L’espandersi delle campagne razziali

 

Alla fine degli anni Trenta, Adolf Hitler e il governo tedesco iniziarono ad assumere il controllo di aree sempre più estese dell’Europa. L’esercito tedesco occupò l’Austria nel marzo del 1938 e la Cecoslovacchia nel marzo del 1939. Nel settembre del 1939, l’invasione e l’occupazione della Polonia scatenarono la Seconda Guerra Mondiale. Nei primi mesi del 1940 i tedeschi iniziarono a concentrare gli ebrei polacchi in piccole sezioni di paesi e città della Polonia, che furono dette ghetti. Man mano che aumentava il loro sforzo bellico, i tedeschi cominciarono ad utilizzare il lavoro forzato di ebrei e altri prigionieri per alimentare le massicce campagne militari.
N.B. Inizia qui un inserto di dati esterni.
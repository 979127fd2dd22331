//! Logger service testing console.
//!
//! ```text
//!   banner
//!     → structured backend (bundled config): info → console + udp targets
//!     → retarget "udp" to --udp-address
//!     → basic backend: info → stdout
//!     → wait for Enter (or EOF)
//! ```

use std::io::{self, BufRead, Write};
use std::path::PathBuf;

use clap::Parser;

use logger_service::config::DEFAULT_RESOURCE;
use logger_service::observability::{diagnostics_filter, init_logging};
use logger_service::{BasicLoggingService, LoggingService, NetworkTarget, StructuredLoggingService};

const BANNER: &str = "Logger service testing console";
const MESSAGE: &str = "This is an info message.";

#[derive(Parser)]
#[command(name = "logger-service")]
#[command(about = "Exercises the structured and basic logging backends", long_about = None)]
struct Cli {
    /// Load logging configuration from a TOML file instead of the bundled resource
    #[arg(short, long)]
    config: Option<PathBuf>,

    /// Reload the --config file when it changes
    #[arg(short, long, requires = "config")]
    watch: bool,

    /// Bundled configuration resource to load
    #[arg(short, long, default_value = DEFAULT_RESOURCE)]
    resource: String,

    /// Address the "udp" target is switched to after the first message
    #[arg(long, default_value = "udp4://10.0.0.2:9999")]
    udp_address: String,

    /// Exit without waiting for Enter
    #[arg(long)]
    no_wait: bool,

    /// Level for the service's own diagnostics (overrides the configuration)
    #[arg(long, value_parser = parse_log_level)]
    log_level: Option<String>,
}

fn parse_log_level(level: &str) -> Result<String, String> {
    diagnostics_filter(level)
        .map(|_| level.to_string())
        .map_err(|e| e.to_string())
}

fn main() -> Result<(), Box<dyn std::error::Error>> {
    let cli = Cli::parse();

    println!("{}", BANNER);
    io::stdout().flush()?;

    let structured = match &cli.config {
        Some(path) => StructuredLoggingService::from_file(path)?,
        None => StructuredLoggingService::from_resource(&cli.resource)?,
    };

    let diagnostics_level = cli
        .log_level
        .clone()
        .unwrap_or_else(|| structured.configuration().internal_log_level().to_string());
    init_logging(&diagnostics_level)?;

    let _watcher = match (&cli.config, cli.watch) {
        (Some(path), true) => Some(structured.watch(path)?),
        _ => None,
    };

    structured.info(MESSAGE)?;

    structured
        .configuration()
        .require_target::<NetworkTarget>("udp")?
        .set_address(&cli.udp_address)?;

    let basic = BasicLoggingService::stdout();
    basic.info(MESSAGE)?;

    if !cli.no_wait {
        let mut line = String::new();
        io::stdin().lock().read_line(&mut line)?;
    }

    structured.flush()?;
    Ok(())
}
Il risultato fu che migliaia e migliaia di ebrei morirono di fame, sfinimento e malattia.

La perdita di vite umane aumentò enormemente con l’invasione tedesca dell’Unione Sovietica nel giugno del 1941. Speciali unità mobili tedesche assassine percorrevano i territori appena conquistati per uccidere a sangue freddo centinaia di migliaia di ebrei. Il governo tedesco aveva deciso "la soluzione finale della questione ebraica": il genocidio. Negli ultimi quattro anni della Seconda Guerra Mondiale il governo tedesco e i suoi alleati militari uccisero sistematicamente milioni di innocenti.